**YOUR OBJECTIVE**
Using the records below, count the lines containing "keys" and give only the total.

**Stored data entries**
---
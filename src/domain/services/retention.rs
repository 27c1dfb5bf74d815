//! Release retention
//!
//! Decides which release directories survive a prune. Pure: the release
//! manager lists and deletes, this module only sorts and splits.

use crate::domain::value_objects::ReleaseId;

/// Outcome of applying a retention window to a release listing
#[derive(Debug, Clone, Default, PartialEq, Eq)]
pub struct RetentionPlan {
    /// Newest releases inside the window, oldest first
    pub keep: Vec<ReleaseId>,
    /// Releases outside the window, oldest first
    pub remove: Vec<ReleaseId>,
    /// Release outside the window that `current` still points at
    pub protected: Option<ReleaseId>,
    /// Directory entries that are not releases
    pub ignored: Vec<String>,
}

/// Keep the `keep` most recent releases.
///
/// Names sort lexicographically; `ReleaseId` is fixed-width so that is also
/// creation order. The live release is never scheduled for removal.
pub fn plan_retention<S: AsRef<str>>(
    names: &[S],
    keep: usize,
    current: Option<&ReleaseId>,
) -> RetentionPlan {
    let mut plan = RetentionPlan::default();
    let mut releases: Vec<ReleaseId> = Vec::new();
    for name in names {
        let name = name.as_ref().trim();
        if name.is_empty() {
            continue;
        }
        match ReleaseId::parse(name) {
            Some(id) => releases.push(id),
            None => plan.ignored.push(name.to_string()),
        }
    }
    releases.sort();
    releases.dedup();

    let split = releases.len().saturating_sub(keep);
    plan.keep = releases.split_off(split);
    for id in releases {
        if Some(&id) == current {
            plan.protected = Some(id);
        } else {
            plan.remove.push(id);
        }
    }
    plan
}
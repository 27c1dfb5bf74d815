//! Configuration type definitions

use std::collections::BTreeMap;
use std::path::{Path, PathBuf};
use std::time::Duration;

use serde::{Deserialize, Serialize};

use crate::domain::entities::{ReleaseLayout, SharedLink};
use crate::domain::services::{RenderOptions, ResourceFieldType};
use crate::error::{StagehandError, StagehandResult};

use super::loader::{self, ConfigWarning};

/// Project identity
#[derive(Debug, Clone, Serialize, Deserialize)]
pub struct ProjectConfig {
    /// Value of the `Project` tag on instances
    #[serde(default = "default_project_name")]
    pub name: String,

    /// Git remote cloned into the cached copy
    #[serde(default)]
    pub repository: String,

    /// Branch that stage branches are fast-forwarded from
    #[serde(default = "default_main_branch")]
    pub main_branch: String,
}

impl Default for ProjectConfig {
    fn default() -> Self {
        Self {
            name: default_project_name(),
            repository: String::new(),
            main_branch: default_main_branch(),
        }
    }
}

fn default_project_name() -> String {
    "app".to_string()
}

fn default_main_branch() -> String {
    "master".to_string()
}

#[derive(Debug, Clone, Default, Serialize, Deserialize)]
pub struct AwsConfig {
    #[serde(default)]
    pub region: Option<String>,

    /// Named profile passed to the aws CLI
    #[serde(default)]
    pub profile: Option<String>,
}

/// How hosts are reached
#[derive(Debug, Clone, Serialize, Deserialize)]
pub struct SshConfig {
    #[serde(default = "default_ssh_user")]
    pub user: String,

    /// Private key; `~` is expanded
    #[serde(default)]
    pub key_file: Option<String>,

    #[serde(default = "default_true")]
    pub forward_agent: bool,

    #[serde(default)]
    pub port: Option<u16>,
}

impl Default for SshConfig {
    fn default() -> Self {
        Self {
            user: default_ssh_user(),
            key_file: None,
            forward_agent: true,
            port: None,
        }
    }
}

fn default_ssh_user() -> String {
    "deploy".to_string()
}

/// Remote filesystem layout
#[derive(Debug, Clone, Default, Serialize, Deserialize)]
pub struct PathsConfig {
    /// Defaults to `/var/apps/<project>`
    #[serde(default)]
    pub app_root: Option<String>,
}

#[derive(Debug, Clone, Serialize, Deserialize)]
pub struct ReleaseConfig {
    /// Releases kept by prune
    #[serde(default = "default_keep")]
    pub keep: usize,

    /// Sub-paths linked from the cached copy instead of copied
    #[serde(default)]
    pub shared_links: Vec<String>,

    /// Run inside the new release with `./env` exported
    #[serde(default = "default_build_command")]
    pub build_command: String,

    /// Local env file uploaded by `env push`; `{stage}` is substituted
    #[serde(default = "default_env_file")]
    pub env_file: String,

    /// Local directory mirrored into `<cached copy>/secrets` by `env push`;
    /// empty disables the upload
    #[serde(default = "default_secrets_dir")]
    pub secrets_dir: String,
}

impl Default for ReleaseConfig {
    fn default() -> Self {
        Self {
            keep: default_keep(),
            shared_links: Vec::new(),
            build_command: default_build_command(),
            env_file: default_env_file(),
            secrets_dir: default_secrets_dir(),
        }
    }
}

fn default_keep() -> usize {
    5
}

fn default_build_command() -> String {
    "yarn run build".to_string()
}

fn default_env_file() -> String {
    "secrets/env-{stage}".to_string()
}

fn default_secrets_dir() -> String {
    "secrets".to_string()
}

/// Migration commands; an unset step is skipped
#[derive(Debug, Clone, Default, Serialize, Deserialize)]
pub struct MigrationsConfig {
    /// Relative to `current`
    #[serde(default)]
    pub working_dir: String,

    #[serde(default)]
    pub schema: Option<String>,

    #[serde(default)]
    pub data: Option<String>,
}

/// Process manager and web server on app hosts
#[derive(Debug, Clone, Serialize, Deserialize)]
pub struct ServicesConfig {
    #[serde(default = "default_process_manager")]
    pub process_manager: String,

    /// Relative to the app root
    #[serde(default = "default_process_config")]
    pub process_config: String,

    /// System service name; no web server is managed when unset
    #[serde(default)]
    pub web_server: Option<String>,

    /// Signalled with HUP on graceful restart
    #[serde(default = "default_web_server_pid")]
    pub web_server_pid: String,

    #[serde(default = "default_true")]
    pub sudo: bool,

    /// Local virtual host file installed by `vhost push`, uploaded verbatim
    #[serde(default = "default_vhost_file")]
    pub vhost_file: PathBuf,

    /// Web server config root holding `sites-available` and `sites-enabled`
    #[serde(default = "default_vhost_dir")]
    pub vhost_dir: String,
}

impl Default for ServicesConfig {
    fn default() -> Self {
        Self {
            process_manager: default_process_manager(),
            process_config: default_process_config(),
            web_server: Some("nginx".to_string()),
            web_server_pid: default_web_server_pid(),
            sudo: true,
            vhost_file: default_vhost_file(),
            vhost_dir: default_vhost_dir(),
        }
    }
}

fn default_process_manager() -> String {
    "/usr/local/bin/pm2".to_string()
}

fn default_process_config() -> String {
    "./current/deploy/config/pm2.json".to_string()
}

fn default_web_server_pid() -> String {
    "/var/run/nginx.pid".to_string()
}

fn default_vhost_file() -> PathBuf {
    PathBuf::from("deploy/config/nginx.conf")
}

fn default_vhost_dir() -> String {
    "/etc/nginx".to_string()
}

#[derive(Debug, Clone, Serialize, Deserialize)]
pub struct RemoteConfig {
    #[serde(default = "default_timeout_secs")]
    pub timeout_secs: u64,
}

impl Default for RemoteConfig {
    fn default() -> Self {
        Self {
            timeout_secs: default_timeout_secs(),
        }
    }
}

fn default_timeout_secs() -> u64 {
    600
}

#[derive(Debug, Clone, Serialize, Deserialize)]
pub struct HostsConfig {
    #[serde(default = "default_hosts_file")]
    pub file: PathBuf,
}

impl Default for HostsConfig {
    fn default() -> Self {
        Self {
            file: default_hosts_file(),
        }
    }
}

fn default_hosts_file() -> PathBuf {
    PathBuf::from("deploy/hosts.txt")
}

/// Task definition rendering
#[derive(Debug, Clone, Serialize, Deserialize)]
pub struct RenderConfig {
    #[serde(default = "default_template")]
    pub template: PathBuf,

    /// Holds `<stage>.yml`
    #[serde(default = "default_environments_dir")]
    pub environments_dir: PathBuf,

    #[serde(default)]
    pub ssm_prefix: String,

    #[serde(default)]
    pub integer_resources: bool,

    #[serde(default = "default_true")]
    pub expand_secrets: bool,
}

impl Default for RenderConfig {
    fn default() -> Self {
        Self {
            template: default_template(),
            environments_dir: default_environments_dir(),
            ssm_prefix: String::new(),
            integer_resources: false,
            expand_secrets: true,
        }
    }
}

fn default_template() -> PathBuf {
    PathBuf::from("deploy/task-definition.json")
}

fn default_environments_dir() -> PathBuf {
    PathBuf::from("deploy/environments")
}

/// One deployable stage
#[derive(Debug, Clone, Default, PartialEq, Eq, Serialize, Deserialize)]
pub struct StageConfig {
    /// Branch deployed; defaults to the stage name
    #[serde(default)]
    pub branch: Option<String>,

    /// Ask before mutating hosts of this stage
    #[serde(default)]
    pub confirm: bool,

    #[serde(default)]
    pub site_root: Option<String>,
}

/// Resolved stage with its name
#[derive(Debug, Clone, PartialEq, Eq)]
pub struct Stage {
    pub name: String,
    pub branch: String,
    pub confirm: bool,
    pub site_root: Option<String>,
}

fn default_stages() -> BTreeMap<String, StageConfig> {
    let mut stages = BTreeMap::new();
    stages.insert(
        "production".to_string(),
        StageConfig {
            branch: Some("production".to_string()),
            confirm: true,
            site_root: None,
        },
    );
    stages.insert(
        "staging".to_string(),
        StageConfig {
            branch: Some("staging".to_string()),
            confirm: false,
            site_root: None,
        },
    );
    stages
}

/// Main configuration structure
///
/// Loaded once per run and passed down explicitly.
#[derive(Debug, Clone, Serialize, Deserialize)]
pub struct Config {
    #[serde(default)]
    pub project: ProjectConfig,

    #[serde(default)]
    pub aws: AwsConfig,

    #[serde(default)]
    pub ssh: SshConfig,

    #[serde(default)]
    pub paths: PathsConfig,

    #[serde(default)]
    pub release: ReleaseConfig,

    #[serde(default)]
    pub migrations: MigrationsConfig,

    #[serde(default)]
    pub services: ServicesConfig,

    #[serde(default)]
    pub remote: RemoteConfig,

    #[serde(default)]
    pub hosts: HostsConfig,

    #[serde(default)]
    pub render: RenderConfig,

    #[serde(default = "default_stages")]
    pub stages: BTreeMap<String, StageConfig>,

    /// Directory relative paths are resolved against
    #[serde(skip)]
    pub base_dir: PathBuf,
}

impl Default for Config {
    fn default() -> Self {
        Self {
            project: ProjectConfig::default(),
            aws: AwsConfig::default(),
            ssh: SshConfig::default(),
            paths: PathsConfig::default(),
            release: ReleaseConfig::default(),
            migrations: MigrationsConfig::default(),
            services: ServicesConfig::default(),
            remote: RemoteConfig::default(),
            hosts: HostsConfig::default(),
            render: RenderConfig::default(),
            stages: default_stages(),
            base_dir: PathBuf::from("."),
        }
    }
}

fn default_true() -> bool {
    true
}

impl Config {
    /// Load configuration from a TOML file
    pub fn load(path: &Path) -> StagehandResult<Self> {
        Ok(Self::load_with_warnings(path)?.0)
    }

    /// Load configuration and return non-fatal warnings (unknown keys).
    pub fn load_with_warnings(path: &Path) -> StagehandResult<(Self, Vec<ConfigWarning>)> {
        loader::load_with_warnings(path)
    }

    /// Resolve a configured path against the config file's directory
    pub fn resolve(&self, path: &Path) -> PathBuf {
        if path.is_absolute() {
            path.to_path_buf()
        } else {
            self.base_dir.join(path)
        }
    }

    pub fn app_root(&self) -> String {
        match &self.paths.app_root {
            Some(root) if !root.is_empty() => root.clone(),
            _ => format!("/var/apps/{}", self.project.name),
        }
    }

    pub fn layout(&self) -> ReleaseLayout {
        ReleaseLayout::new(self.app_root())
    }

    pub fn shared_links(&self) -> Vec<SharedLink> {
        self.release
            .shared_links
            .iter()
            .map(|p| SharedLink::new(p))
            .collect()
    }

    pub fn hosts_file(&self) -> PathBuf {
        self.resolve(&self.hosts.file)
    }

    pub fn template_file(&self) -> PathBuf {
        self.resolve(&self.render.template)
    }

    pub fn environments_dir(&self) -> PathBuf {
        self.resolve(&self.render.environments_dir)
    }

    /// Local env file uploaded for `stage`
    pub fn env_file(&self, stage: &str) -> PathBuf {
        self.resolve(Path::new(&self.release.env_file.replace("{stage}", stage)))
    }

    /// Local secrets directory, unless disabled
    pub fn secrets_dir(&self) -> Option<PathBuf> {
        let dir = self.release.secrets_dir.trim();
        if dir.is_empty() {
            None
        } else {
            Some(self.resolve(Path::new(dir)))
        }
    }

    /// Where the secrets directory lands on hosts
    pub fn remote_secrets_dir(&self) -> String {
        format!("{}/secrets", self.layout().cached_copy())
    }

    pub fn vhost_file(&self) -> PathBuf {
        self.resolve(&self.services.vhost_file)
    }

    pub fn remote_timeout(&self) -> Duration {
        Duration::from_secs(self.remote.timeout_secs)
    }

    /// SSH key with `~` expanded
    pub fn ssh_key_file(&self) -> Option<PathBuf> {
        self.ssh.key_file.as_deref().map(expand_tilde)
    }

    pub fn render_options(&self, integer_resources: bool) -> RenderOptions {
        RenderOptions {
            resource_field_type: if integer_resources || self.render.integer_resources {
                ResourceFieldType::Int
            } else {
                ResourceFieldType::String
            },
            expand_secrets: self.render.expand_secrets,
            ssm_prefix: self.render.ssm_prefix.clone(),
        }
    }

    /// Look up a declared stage
    pub fn stage(&self, name: &str) -> StagehandResult<Stage> {
        let stage = self
            .stages
            .get(name)
            .ok_or_else(|| StagehandError::UnknownStage {
                stage: name.to_string(),
                known: self.stages.keys().cloned().collect::<Vec<_>>().join(", "),
            })?;
        Ok(Stage {
            name: name.to_string(),
            branch: stage.branch.clone().unwrap_or_else(|| name.to_string()),
            confirm: stage.confirm,
            site_root: stage.site_root.clone(),
        })
    }
}

pub(crate) fn expand_tilde(path: &str) -> PathBuf {
    if path == "~" {
        if let Some(home) = dirs::home_dir() {
            return home;
        }
    }
    if let Some(rest) = path.strip_prefix("~/") {
        if let Some(home) = dirs::home_dir() {
            return home.join(rest);
        }
    }
    PathBuf::from(path)
}
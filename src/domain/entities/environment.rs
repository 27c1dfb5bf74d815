//! Per-stage environment configuration
//!
//! One YAML document per stage feeds the task definition renderer. A
//! document is loaded fresh for every render and never merged with another
//! stage's document.

use std::collections::BTreeMap;
use std::fmt;

use serde::{Deserialize, Serialize};

/// Plain scalar from YAML, rendered as a string in the task definition
#[derive(Debug, Clone, PartialEq, Serialize, Deserialize)]
#[serde(untagged)]
pub enum Scalar {
    Bool(bool),
    Int(i64),
    Float(f64),
    Text(String),
}

impl fmt::Display for Scalar {
    fn fmt(&self, f: &mut fmt::Formatter<'_>) -> fmt::Result {
        match self {
            Scalar::Bool(b) => write!(f, "{}", b),
            Scalar::Int(i) => write!(f, "{}", i),
            Scalar::Float(x) => write!(f, "{}", x),
            Scalar::Text(s) => f.write_str(s),
        }
    }
}

impl From<&str> for Scalar {
    fn from(value: &str) -> Self {
        Scalar::Text(value.to_string())
    }
}

/// CPU or memory sizing; templates and stage files use both forms
#[derive(Debug, Clone, PartialEq, Eq, Serialize, Deserialize)]
#[serde(untagged)]
pub enum ResourceValue {
    Int(u64),
    Text(String),
}

impl ResourceValue {
    /// Numeric value, if the text form holds one
    pub fn as_u64(&self) -> Option<u64> {
        match self {
            ResourceValue::Int(n) => Some(*n),
            ResourceValue::Text(s) => s.trim().parse().ok(),
        }
    }
}

impl fmt::Display for ResourceValue {
    fn fmt(&self, f: &mut fmt::Formatter<'_>) -> fmt::Result {
        match self {
            ResourceValue::Int(n) => write!(f, "{}", n),
            ResourceValue::Text(s) => f.write_str(s),
        }
    }
}

/// Stage document: `<environments_dir>/<stage>.yml`
#[derive(Debug, Clone, Default, PartialEq, Serialize, Deserialize)]
#[serde(deny_unknown_fields)]
pub struct EnvironmentConfig {
    /// Plaintext variables
    #[serde(default)]
    pub environment: BTreeMap<String, Scalar>,

    /// Secret name → reference inside the parameter store
    #[serde(default)]
    pub secrets: BTreeMap<String, String>,

    #[serde(default)]
    pub cpu: Option<ResourceValue>,

    #[serde(default)]
    pub memory: Option<ResourceValue>,

    /// Image repository; the git hash is appended as the tag
    #[serde(default)]
    pub image: Option<String>,

    /// Resource tags for the task definition
    #[serde(default)]
    pub tags: BTreeMap<String, String>,
}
---
**SOLUTION FOR THIS TASK**
2